Some needed changes are on the way. For example, the American Board of Medical Specialties has adopted a parental, caregiver or medical leave policy that takes effect in July 2021. Under the new policy, all ABMS member boards with training programs that extend two years or longer must provide residents and fellows with up to six weeks away, without requiring a training extension. This certainly would have helped me tremendously when I was completing my training.

Even so, the overall situation has not improved nearly as much as you might expect. The sad fact is that the U.S. ranks near the bottom of world rankings in providing paid family leave to new parents. A study conducted by the Pew Research Institute last year found that the U.S. was the only nation among 41 countries that does not mandate any paid leave for new parents.

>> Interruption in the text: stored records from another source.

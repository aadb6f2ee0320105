use crate::core::error::ApiError;
use crate::core::state::AppState;
use crate::device::error::Result as DeviceResult;
use crate::models::api::{MessageResponse, NewUserRequest, UserStatusRequest};
use crate::models::user::UserUpdate;
use axum::{
    extract::{Path, State},
    http::StatusCode,
    response::{IntoResponse, Json, Response},
};
use std::sync::Arc;
use tracing::info;

/// Create a user, or overwrite the one with the same id. New users are
/// always enabled.
///
/// POST /user/create
pub async fn create_user_handler(
    State(state): State<Arc<AppState>>,
    Json(request): Json<NewUserRequest>,
) -> Result<Response, ApiError> {
    let update = UserUpdate {
        user_id: request.user_id,
        name: request.name,
        privilege: request.privilege,
        password: request.password,
        enabled: true,
    };

    let gateway = &state.gateway;
    let mut session = gateway.open().await.map_err(ApiError::CreateUser)?;
    let result = session.set_user(&update).await;
    gateway
        .close(session, result)
        .await
        .map_err(ApiError::CreateUser)?;

    info!(user_id = %update.user_id, privilege = update.privilege, "User created");

    Ok((
        StatusCode::OK,
        Json(MessageResponse::new(format!("User {} created", update.user_id))),
    )
        .into_response())
}

/// DELETE /user/delete/{user_id}
pub async fn delete_user_handler(
    State(state): State<Arc<AppState>>,
    Path(user_id): Path<String>,
) -> Result<Response, ApiError> {
    let gateway = &state.gateway;
    let mut session = gateway.open().await.map_err(ApiError::DeleteUser)?;
    let result = session.delete_user(&user_id).await;
    gateway
        .close(session, result)
        .await
        .map_err(ApiError::DeleteUser)?;

    info!(user_id = %user_id, "User deleted");

    Ok((
        StatusCode::OK,
        Json(MessageResponse::new(format!("User {} deleted", user_id))),
    )
        .into_response())
}

/// POST /user/enable
pub async fn enable_user_handler(
    State(state): State<Arc<AppState>>,
    Json(request): Json<UserStatusRequest>,
) -> Result<Response, ApiError> {
    set_enabled(&state, &request.user_id, true)
        .await
        .map_err(ApiError::EnableUser)?;

    info!(user_id = %request.user_id, "User enabled");

    Ok((
        StatusCode::OK,
        Json(MessageResponse::new(format!("User {} enabled", request.user_id))),
    )
        .into_response())
}

/// POST /user/disable
pub async fn disable_user_handler(
    State(state): State<Arc<AppState>>,
    Json(request): Json<UserStatusRequest>,
) -> Result<Response, ApiError> {
    set_enabled(&state, &request.user_id, false)
        .await
        .map_err(ApiError::DisableUser)?;

    info!(user_id = %request.user_id, "User disabled");

    Ok((
        StatusCode::OK,
        Json(MessageResponse::new(format!("User {} disabled", request.user_id))),
    )
        .into_response())
}

/// Resubmit an existing user with only the enabled flag changed
async fn set_enabled(state: &AppState, user_id: &str, enabled: bool) -> DeviceResult<()> {
    let gateway = &state.gateway;
    let mut session = gateway.open().await?;

    let result: DeviceResult<()> = async {
        let user = session.get_user_by_id(user_id).await?;
        session.set_user(&user.with_enabled(enabled)).await
    }
    .await;

    gateway.close(session, result).await
}

#[cfg(test)]
mod tests {
    use super::*;
    use crate::device::mock::MockDevice;
    use crate::models::api::ErrorResponse;
    use axum::body::{Body, Bytes};
    use axum::http::{header, Method, Request};
    use http_body_util::BodyExt;
    use tower::ServiceExt;

    async fn send(device: &MockDevice, method: Method, uri: &str, body: Option<&str>) -> (StatusCode, Bytes) {
        let request = match body {
            Some(json) => Request::builder()
                .method(method)
                .uri(uri)
                .header(header::CONTENT_TYPE, "application/json")
                .body(Body::from(json.to_string()))
                .unwrap(),
            None => Request::builder()
                .method(method)
                .uri(uri)
                .body(Body::empty())
                .unwrap(),
        };

        let response = device.app().oneshot(request).await.unwrap();
        let (parts, body) = response.into_parts();
        let bytes = Body::new(body).collect().await.unwrap().to_bytes();
        (parts.status, bytes)
    }

    fn message(bytes: &Bytes) -> String {
        let response: MessageResponse = serde_json::from_slice(bytes).unwrap();
        response.message
    }

    fn detail(bytes: &Bytes) -> String {
        let response: ErrorResponse = serde_json::from_slice(bytes).unwrap();
        response.detail
    }

    #[tokio::test]
    async fn test_create_user() {
        let device = MockDevice::new();
        let (status, bytes) = send(
            &device,
            Method::POST,
            "/user/create",
            Some(r#"{"user_id": "42", "name": "Zoe", "privilege": 14, "password": "1234"}"#),
        )
        .await;

        assert_eq!(status, StatusCode::OK);
        assert_eq!(message(&bytes), "User 42 created");

        let state = device.state();
        assert_eq!(state.users.len(), 1);
        assert_eq!(state.users[0].name, "Zoe");
        assert_eq!(state.users[0].privilege, 14);
        assert_eq!(state.users[0].password, "1234");
        assert!(state.users[0].enabled);
        assert_eq!(state.disconnects, 1);
    }

    #[tokio::test]
    async fn test_create_user_defaults() {
        let device = MockDevice::new();
        let (status, _) = send(
            &device,
            Method::POST,
            "/user/create",
            Some(r#"{"user_id": "5", "name": "Eli"}"#),
        )
        .await;

        assert_eq!(status, StatusCode::OK);
        let state = device.state();
        assert_eq!(state.users[0].privilege, 0);
        assert_eq!(state.users[0].password, "");
    }

    #[tokio::test]
    async fn test_create_user_overwrites_existing() {
        let device = MockDevice::new().with_user(3, "5", "Old");
        let (status, _) = send(
            &device,
            Method::POST,
            "/user/create",
            Some(r#"{"user_id": "5", "name": "New"}"#),
        )
        .await;

        assert_eq!(status, StatusCode::OK);
        let state = device.state();
        assert_eq!(state.users.len(), 1);
        assert_eq!(state.users[0].uid, 3);
        assert_eq!(state.users[0].name, "New");
    }

    #[tokio::test]
    async fn test_create_user_missing_name_rejected() {
        let device = MockDevice::new();
        let (status, _) = send(&device, Method::POST, "/user/create", Some(r#"{"user_id": "5"}"#)).await;

        assert!(status.is_client_error());
        assert_eq!(device.state().connects, 0);
    }

    #[tokio::test]
    async fn test_create_user_device_down() {
        let device = MockDevice::new();
        device.state().refuse_connections = true;

        let (status, bytes) = send(
            &device,
            Method::POST,
            "/user/create",
            Some(r#"{"user_id": "5", "name": "Eli"}"#),
        )
        .await;

        assert_eq!(status, StatusCode::INTERNAL_SERVER_ERROR);
        assert!(detail(&bytes).starts_with("Error creating user: "));
    }

    #[tokio::test]
    async fn test_create_user_odd_privilege_rejected() {
        let device = MockDevice::new();
        let (status, bytes) = send(
            &device,
            Method::POST,
            "/user/create",
            Some(r#"{"user_id": "5", "name": "Eli", "privilege": 1}"#),
        )
        .await;

        assert_eq!(status, StatusCode::INTERNAL_SERVER_ERROR);
        assert!(detail(&bytes).starts_with("Error creating user: Can't pack user: privilege 1"));
        let state = device.state();
        assert!(state.users.is_empty());
        assert_eq!(state.disconnects, 1);
    }

    #[tokio::test]
    async fn test_delete_user() {
        let device = MockDevice::new().with_user(1, "7", "Ana").with_user(2, "8", "Bo");
        let (status, bytes) = send(&device, Method::DELETE, "/user/delete/7", None).await;

        assert_eq!(status, StatusCode::OK);
        assert_eq!(message(&bytes), "User 7 deleted");

        let state = device.state();
        assert_eq!(state.users.len(), 1);
        assert_eq!(state.users[0].user_id, "8");
    }

    #[tokio::test]
    async fn test_delete_unknown_user() {
        let device = MockDevice::new();
        let (status, bytes) = send(&device, Method::DELETE, "/user/delete/99", None).await;

        assert_eq!(status, StatusCode::INTERNAL_SERVER_ERROR);
        assert_eq!(detail(&bytes), "Error deleting user: User 99 not found on device");
        assert_eq!(device.state().disconnects, 1);
    }

    #[tokio::test]
    async fn test_delete_user_device_down() {
        let device = MockDevice::new().with_user(1, "7", "Ana");
        device.state().refuse_connections = true;

        let (status, bytes) = send(&device, Method::DELETE, "/user/delete/7", None).await;

        assert_eq!(status, StatusCode::INTERNAL_SERVER_ERROR);
        assert!(detail(&bytes).starts_with("Error deleting user: "));
        assert_eq!(device.state().users.len(), 1);
    }

    #[tokio::test]
    async fn test_disable_then_enable_keeps_fields() {
        let device = MockDevice::new().with_user(4, "7", "Ana");
        {
            let mut state = device.state();
            state.users[0].privilege = 14;
            state.users[0].password = "99".to_string();
        }

        let (status, bytes) = send(&device, Method::POST, "/user/disable", Some(r#"{"user_id": "7"}"#)).await;
        assert_eq!(status, StatusCode::OK);
        assert_eq!(message(&bytes), "User 7 disabled");
        {
            let state = device.state();
            assert!(!state.users[0].enabled);
            assert_eq!(state.users[0].uid, 4);
            assert_eq!(state.users[0].name, "Ana");
            assert_eq!(state.users[0].privilege, 14);
            assert_eq!(state.users[0].password, "99");
        }

        let (status, bytes) = send(&device, Method::POST, "/user/enable", Some(r#"{"user_id": "7"}"#)).await;
        assert_eq!(status, StatusCode::OK);
        assert_eq!(message(&bytes), "User 7 enabled");
        assert!(device.state().users[0].enabled);
    }

    #[tokio::test]
    async fn test_enable_unknown_user() {
        let device = MockDevice::new();
        let (status, bytes) = send(&device, Method::POST, "/user/enable", Some(r#"{"user_id": "7"}"#)).await;

        assert_eq!(status, StatusCode::INTERNAL_SERVER_ERROR);
        assert_eq!(detail(&bytes), "Error enabling user: User 7 not found on device");
        assert!(device.state().users.is_empty());
    }

    #[tokio::test]
    async fn test_disable_unknown_user() {
        let device = MockDevice::new();
        let (status, bytes) = send(&device, Method::POST, "/user/disable", Some(r#"{"user_id": "7"}"#)).await;

        assert_eq!(status, StatusCode::INTERNAL_SERVER_ERROR);
        assert_eq!(detail(&bytes), "Error disabling user: User 7 not found on device");
    }

    #[tokio::test]
    async fn test_enable_disable_device_down() {
        let device = MockDevice::new().with_user(1, "7", "Ana");
        device.state().refuse_connections = true;

        let (status, bytes) = send(&device, Method::POST, "/user/enable", Some(r#"{"user_id": "7"}"#)).await;
        assert_eq!(status, StatusCode::INTERNAL_SERVER_ERROR);
        assert!(detail(&bytes).starts_with("Error enabling user: "));

        let (status, bytes) = send(&device, Method::POST, "/user/disable", Some(r#"{"user_id": "7"}"#)).await;
        assert_eq!(status, StatusCode::INTERNAL_SERVER_ERROR);
        assert!(detail(&bytes).starts_with("Error disabling user: "));

        assert!(device.state().users[0].enabled);
    }
}
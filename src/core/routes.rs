// HTTP routes configuration

use crate::core::state::AppState;
use crate::handlers::{attendance, fingerprint, members, root, user};
use axum::{
    routing::{delete, get, post},
    Router,
};
use std::sync::Arc;

pub fn build_router(state: Arc<AppState>) -> Router {
    Router::new()
        .route("/", get(root::root_handler))

        // Read endpoints
        .route("/members", get(members::members_handler))
        .route("/attendance", get(attendance::attendance_handler))
        .route("/user/fingerprints/{user_id}", get(fingerprint::list_fingerprints_handler))

        // Write endpoints
        .route("/user/create", post(user::create_user_handler))
        .route("/user/delete/{user_id}", delete(user::delete_user_handler))
        .route("/user/enable", post(user::enable_user_handler))
        .route("/user/disable", post(user::disable_user_handler))
        .route(
            "/user/delete_fingerprint/{user_id}",
            delete(fingerprint::delete_fingerprints_handler),
        )

        // 404 fallback for all unmatched routes
        .fallback(crate::handlers::fallback::fallback_handler)

        .with_state(state)
}
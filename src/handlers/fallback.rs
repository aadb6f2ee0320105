use crate::models::api::ErrorResponse;
use axum::{
    http::{StatusCode, Uri},
    response::{IntoResponse, Json, Response},
};
use tracing::debug;

pub async fn fallback_handler(uri: Uri) -> Response {
    debug!(path = %uri.path(), "No route matched");

    (
        StatusCode::NOT_FOUND,
        Json(ErrorResponse {
            detail: "Not Found".to_string(),
        }),
    )
        .into_response()
}
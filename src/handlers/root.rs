use crate::models::api::MessageResponse;
use axum::{http::StatusCode, response::IntoResponse, Json};

/// Liveness check. Does not contact the device.
///
/// GET /
pub async fn root_handler() -> impl IntoResponse {
    (StatusCode::OK, Json(MessageResponse::new("API is running")))
}
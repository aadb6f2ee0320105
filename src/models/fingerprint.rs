/// A stored fingerprint enrollment, one per finger per user
#[derive(Clone, Debug, PartialEq, Eq)]
pub struct FingerprintTemplate {
    pub uid: u16,
    /// Resolved from `uid` through the user list, falls back to the slot number
    pub user_id: String,
    /// Finger slot, 0-9
    pub finger_index: u8,
    pub valid: bool,
    /// Length of the raw template bytes
    pub size: usize,
}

Women in Medicine Month is an ideal time for us to reflect on this wide disparity and its impact on working parents in health care and other walks of life. Our AMA is examining the effects of the Family and Medical Leave Act on physicians in a broad range of practice environments. We are also helping state medical societies work with their lawmakers to establish and promote paid parental leave policies. In addition, we are pushing for federal tax incentives to support early child care, and encouraging employers to begin offering paid parental leave or expand paid leave already in place.

These are just a few of the steps we are taking to address a growing need. Now that women represent more than half of all U.S. medical students, the need for paid leave and other accommodations for new physician moms and dads grows greater by the day. Recognizing the obstacles women physicians face are the first step in overcoming them—and hastening the arrival of true gender equity in organized medicine.